Murder on the Orient Express by Agatha Christie
Published by Harper Paperbacks, an imprint of HarperCollins
From the publisher:
Just after midnight, the famous Orient Express is stopped in its tracks by a snowdrift. By morning, the millionaire Samuel Edward Ratchett lies dead in his compartment, stabbed a dozen times, his door locked from the inside. One of his fellow passengers must be the murderer.
Isolated by the storm, detective Hercule Poirot must find the killer among a dozen of the dead man’s enemies, before the murderer decides to strike again.
Murder on the Orient Express is one of Christie’s most famous books, and for good reason. By placing the murder on a train stuck in a snow bank miles away from anything, Christie freshened up her manor house murder scenario, while still maintaining the ‘it must have been someone here!’ vibe for which she is so famous.

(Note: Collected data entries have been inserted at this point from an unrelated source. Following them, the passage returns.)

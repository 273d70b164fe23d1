use serde::Serialize;
use std::collections::BTreeMap;
use std::fmt;
use tracing::{debug, info};

use super::classifier::CategoryClassifier;
use crate::constants::{Category, FETCH_PAGE_SIZE};
use crate::error::Result;
use crate::orchestration::{PersistenceWriter, RecordField};
use crate::store::RecordStore;

#[derive(Debug, Clone, Default, PartialEq, Eq, Serialize)]
pub struct ReclassificationSummary {
    pub scanned: usize,
    pub updated: usize,
    pub failed: usize,
    /// Records still NULL or Uncategorized after the pass
    pub remaining_uncategorized: usize,
    /// Written labels, Uncategorized included for formerly NULL records
    pub by_category: BTreeMap<Category, usize>,
}

impl fmt::Display for ReclassificationSummary {
    fn fmt(&self, f: &mut fmt::Formatter<'_>) -> fmt::Result {
        writeln!(f, "Category backfill")?;
        writeln!(
            f,
            "  scanned {}, updated {}, failed {}, still uncategorized {}",
            self.scanned, self.updated, self.failed, self.remaining_uncategorized
        )?;
        for (category, count) in &self.by_category {
            writeln!(f, "  {:<14} {}", category.as_str(), count)?;
        }
        Ok(())
    }
}

/// Fills in NULL and Uncategorized categories from title and tags.
///
/// NULL records are always written, even when the result is Uncategorized.
/// Uncategorized records are only written when a real label is found.
pub struct CategoryBackfill {
    classifier: CategoryClassifier,
    writer: PersistenceWriter,
    page_size: usize,
}

impl CategoryBackfill {
    pub fn new(classifier: CategoryClassifier, writer: PersistenceWriter) -> Self {
        Self {
            classifier,
            writer,
            page_size: FETCH_PAGE_SIZE,
        }
    }

    pub fn with_page_size(mut self, page_size: usize) -> Self {
        self.page_size = page_size.max(1);
        self
    }

    pub async fn run(&self, store: &dyn RecordStore) -> Result<ReclassificationSummary> {
        let mut summary = ReclassificationSummary::default();
        let mut cursor: Option<String> = None;

        loop {
            let page = store
                .fetch_unclassified_page(cursor.as_deref(), self.page_size)
                .await?;
            let exhausted = page.len() < self.page_size;
            cursor = page.last().map(|record| record.id.clone());

            for record in &page {
                summary.scanned += 1;
                let label = self.classifier.infer(&record.title, &record.tags);

                if record.category.is_some() && label.is_uncategorized() {
                    summary.remaining_uncategorized += 1;
                    continue;
                }

                if self
                    .writer
                    .write(store, RecordField::Category, &record.id, label.as_str())
                    .await
                {
                    summary.updated += 1;
                    *summary.by_category.entry(label).or_insert(0) += 1;
                    if label.is_uncategorized() {
                        summary.remaining_uncategorized += 1;
                    }
                } else {
                    summary.failed += 1;
                    summary.remaining_uncategorized += 1;
                }
            }

            debug!(
                scanned = summary.scanned,
                updated = summary.updated,
                "🏷️ CLASSIFY: Page processed"
            );
            if exhausted || cursor.is_none() {
                break;
            }
        }

        info!(
            scanned = summary.scanned,
            updated = summary.updated,
            failed = summary.failed,
            remaining_uncategorized = summary.remaining_uncategorized,
            "🏷️ CLASSIFY: Category backfill finished"
        );
        Ok(summary)
    }
}
//! # Run Presets
//!
//! The engine has a single code path; the historical pipeline variants
//! (future-ending markets only, a rolling overwrite window, a category-scoped
//! backfill) are expressed as presets that only differ in run configuration.

use chrono::{DateTime, Duration, NaiveTime, Utc};
use serde::{Deserialize, Serialize};
use std::fmt;
use std::str::FromStr;

use super::error::ConfigurationError;
use crate::constants::{Category, DEFAULT_BATCH_SIZE, DEFAULT_WORKERS};
use crate::scopes::{DateWindow, EligibilityCriteria};

/// Korea Standard Time offset (UTC+9)
const KST_OFFSET_HOURS: i64 = 9;

/// Labels the category backfill preset translates
const TRANSLATABLE_CATEGORIES: &[Category] = &[
    Category::Crypto,
    Category::Politics,
    Category::Finance,
    Category::PopCulture,
    Category::Science,
];

/// Length of the rolling translation window
const ROLLING_WINDOW_DAYS: i64 = 60;

#[derive(Debug, Clone, Copy, PartialEq, Eq, Default, Deserialize, Serialize)]
#[serde(rename_all = "snake_case")]
pub enum RunPreset {
    /// Untranslated markets that have not ended yet
    #[default]
    PendingOpen,
    /// Re-translate everything ending between today (KST) and +60 days; Sports and NULL categories excluded
    RollingWindow,
    /// Untranslated records of the translatable categories across the whole table.
    /// NULL, Sports, Uncategorized and unknown labels are all skipped.
    CategoryBackfill,
    /// Everything comes from explicit run settings
    Custom,
}

impl RunPreset {
    pub fn as_str(&self) -> &'static str {
        match self {
            RunPreset::PendingOpen => "pending_open",
            RunPreset::RollingWindow => "rolling_window",
            RunPreset::CategoryBackfill => "category_backfill",
            RunPreset::Custom => "custom",
        }
    }

    /// Baseline configuration before explicit settings are applied
    pub fn baseline(&self, now: DateTime<Utc>) -> (EligibilityCriteria, usize) {
        match self {
            RunPreset::PendingOpen => (
                EligibilityCriteria {
                    overwrite: false,
                    window: DateWindow::ending_after(now),
                    excluded_categories: Vec::new(),
                    included_categories: None,
                    exclude_null_category: false,
                },
                DEFAULT_WORKERS,
            ),
            RunPreset::RollingWindow => {
                let start = start_of_kst_day(now);
                (
                    EligibilityCriteria {
                        overwrite: true,
                        window: DateWindow::between(start, start + Duration::days(ROLLING_WINDOW_DAYS)),
                        excluded_categories: vec![Category::Sports],
                        included_categories: None,
                        exclude_null_category: true,
                    },
                    1,
                )
            }
            RunPreset::CategoryBackfill => (
                EligibilityCriteria {
                    overwrite: false,
                    window: DateWindow::unbounded(),
                    excluded_categories: Vec::new(),
                    included_categories: Some(TRANSLATABLE_CATEGORIES.to_vec()),
                    exclude_null_category: false,
                },
                8,
            ),
            RunPreset::Custom => (
                EligibilityCriteria {
                    overwrite: false,
                    window: DateWindow::unbounded(),
                    excluded_categories: Vec::new(),
                    included_categories: None,
                    exclude_null_category: false,
                },
                DEFAULT_WORKERS,
            ),
        }
    }
}

impl fmt::Display for RunPreset {
    fn fmt(&self, f: &mut fmt::Formatter<'_>) -> fmt::Result {
        f.write_str(self.as_str())
    }
}

impl FromStr for RunPreset {
    type Err = ConfigurationError;

    fn from_str(s: &str) -> Result<Self, Self::Err> {
        match s.trim().to_lowercase().replace('-', "_").as_str() {
            "pending_open" => Ok(RunPreset::PendingOpen),
            "rolling_window" => Ok(RunPreset::RollingWindow),
            "category_backfill" => Ok(RunPreset::CategoryBackfill),
            "custom" => Ok(RunPreset::Custom),
            _ => Err(ConfigurationError::UnknownPreset(s.to_string())),
        }
    }
}

/// Midnight of the current KST calendar day, expressed in UTC
pub fn start_of_kst_day(now: DateTime<Utc>) -> DateTime<Utc> {
    let offset = Duration::hours(KST_OFFSET_HOURS);
    let kst_midnight = (now + offset).date_naive().and_time(NaiveTime::MIN);
    kst_midnight.and_utc() - offset
}

/// Run parameters as written in configuration; unset fields fall back to the preset
#[derive(Debug, Clone, Deserialize, Serialize)]
pub struct RunSettings {
    #[serde(default)]
    pub preset: RunPreset,
    #[serde(default)]
    pub workers: Option<usize>,
    #[serde(default = "default_batch_size")]
    pub batch_size: usize,
    #[serde(default)]
    pub overwrite: Option<bool>,
    #[serde(default)]
    pub window_start: Option<DateTime<Utc>>,
    #[serde(default)]
    pub window_end: Option<DateTime<Utc>>,
    #[serde(default)]
    pub excluded_categories: Option<Vec<Category>>,
    /// Restrict the run to these labels
    #[serde(default)]
    pub included_categories: Option<Vec<Category>>,
    /// Caps the number of dispatched batches (dry runs)
    #[serde(default)]
    pub max_batches: Option<usize>,
    /// Run the category backfill before translating
    #[serde(default = "default_backfill_categories")]
    pub backfill_categories: bool,
}

fn default_backfill_categories() -> bool {
    true
}

fn default_batch_size() -> usize {
    DEFAULT_BATCH_SIZE
}

impl Default for RunSettings {
    fn default() -> Self {
        Self {
            preset: RunPreset::default(),
            workers: None,
            batch_size: DEFAULT_BATCH_SIZE,
            overwrite: None,
            window_start: None,
            window_end: None,
            excluded_categories: None,
            included_categories: None,
            max_batches: None,
            backfill_categories: true,
        }
    }
}

impl RunSettings {
    /// Resolve the preset at `now` and apply explicit overrides
    pub fn resolve(&self, now: DateTime<Utc>) -> RunConfig {
        let (mut criteria, default_workers) = self.preset.baseline(now);

        if let Some(overwrite) = self.overwrite {
            criteria.overwrite = overwrite;
        }
        if self.window_start.is_some() || self.window_end.is_some() {
            criteria.window = DateWindow {
                start: self.window_start,
                start_inclusive: true,
                end: self.window_end,
            };
        }
        if let Some(excluded) = &self.excluded_categories {
            criteria.excluded_categories = excluded.clone();
        }
        if let Some(included) = &self.included_categories {
            criteria.included_categories = Some(included.clone());
        }

        RunConfig {
            preset: self.preset,
            workers: self.workers.unwrap_or(default_workers).max(1),
            batch_size: self.batch_size,
            max_batches: self.max_batches,
            criteria,
        }
    }
}

/// Fully resolved parameters for one engine run
#[derive(Debug, Clone, PartialEq)]
pub struct RunConfig {
    pub preset: RunPreset,
    pub workers: usize,
    pub batch_size: usize,
    pub max_batches: Option<usize>,
    pub criteria: EligibilityCriteria,
}

impl RunConfig {
    /// Number of batches the run will dispatch for `eligible` records
    pub fn planned_batches(&self, eligible: usize) -> usize {
        let batch_size = self.batch_size.max(1);
        let needed = eligible.div_ceil(batch_size);
        match self.max_batches {
            Some(cap) => needed.min(cap),
            None => needed,
        }
    }

    /// Upper bound on records fetched for dispatch
    pub fn record_limit(&self) -> Option<usize> {
        self.max_batches.map(|cap| cap * self.batch_size)
    }
}
use std::fmt::Display;
use std::future::Future;
use std::time::Duration;
use tracing::{debug, warn};

use crate::config::{BackoffStrategy, RetryPolicyConfig};

/// Every attempt of an operation failed
#[derive(Debug, thiserror::Error)]
#[error("{operation} failed after {attempts} attempts: {last_error}")]
pub struct RetryError<E> {
    pub operation: String,
    pub attempts: u32,
    pub last_error: E,
}

#[derive(Debug, Clone, Copy, PartialEq, Eq)]
pub struct RetryPolicy {
    max_attempts: u32,
    strategy: BackoffStrategy,
    base_delay: Duration,
}

impl RetryPolicy {
    pub fn new(max_attempts: u32, strategy: BackoffStrategy, base_delay: Duration) -> Self {
        Self {
            max_attempts: max_attempts.max(1),
            strategy,
            base_delay,
        }
    }

    pub fn exponential(max_attempts: u32, base_delay: Duration) -> Self {
        Self::new(max_attempts, BackoffStrategy::Exponential, base_delay)
    }

    pub fn linear(max_attempts: u32, base_delay: Duration) -> Self {
        Self::new(max_attempts, BackoffStrategy::Linear, base_delay)
    }

    pub fn max_attempts(&self) -> u32 {
        self.max_attempts
    }

    /// Sleep before attempt `failed_attempt + 1`, where `failed_attempt` is 1-based
    pub fn delay_for(&self, failed_attempt: u32) -> Duration {
        let step = failed_attempt.max(1);
        match self.strategy {
            BackoffStrategy::Exponential => {
                let factor = 1u32.checked_shl(step - 1).unwrap_or(u32::MAX);
                self.base_delay.saturating_mul(factor)
            }
            BackoffStrategy::Linear => self.base_delay.saturating_mul(step),
        }
    }

    /// Run `operation` until it succeeds or attempts run out.
    ///
    /// The closure receives the 0-based attempt number. No sleep follows the
    /// final failed attempt.
    pub async fn run<T, E, F, Fut>(
        &self,
        operation: &str,
        mut f: F,
    ) -> Result<T, RetryError<E>>
    where
        E: Display,
        F: FnMut(u32) -> Fut,
        Fut: Future<Output = Result<T, E>>,
    {
        let mut attempt = 0;
        loop {
            match f(attempt).await {
                Ok(value) => {
                    if attempt > 0 {
                        debug!(operation = %operation, attempts = attempt + 1, "🔁 RETRY: Succeeded after retry");
                    }
                    return Ok(value);
                }
                Err(error) => {
                    attempt += 1;
                    if attempt >= self.max_attempts {
                        return Err(RetryError {
                            operation: operation.to_string(),
                            attempts: attempt,
                            last_error: error,
                        });
                    }
                    let delay = self.delay_for(attempt);
                    warn!(
                        operation = %operation,
                        attempt = attempt,
                        max_attempts = self.max_attempts,
                        delay_ms = delay.as_millis() as u64,
                        error = %error,
                        "🔁 RETRY: Attempt failed, backing off"
                    );
                    tokio::time::sleep(delay).await;
                }
            }
        }
    }
}

impl From<&RetryPolicyConfig> for RetryPolicy {
    fn from(config: &RetryPolicyConfig) -> Self {
        RetryPolicy::new(
            config.max_attempts,
            config.strategy,
            Duration::from_millis(config.base_delay_ms),
        )
    }
}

In the midst of a number of Agatha Christie books were I easily solved the murders, Murder on the Orient Express was a refreshing change of pace. This is on par with And Then There Were None for pure brilliance as far as suspect and method of murder, and I’m not sure if I could have ever guessed the culprit, as I have in so many of her books recently.
Poirot isn’t typically my favorite Christie protagonist, but Murder on the Orient Express is well worth reading.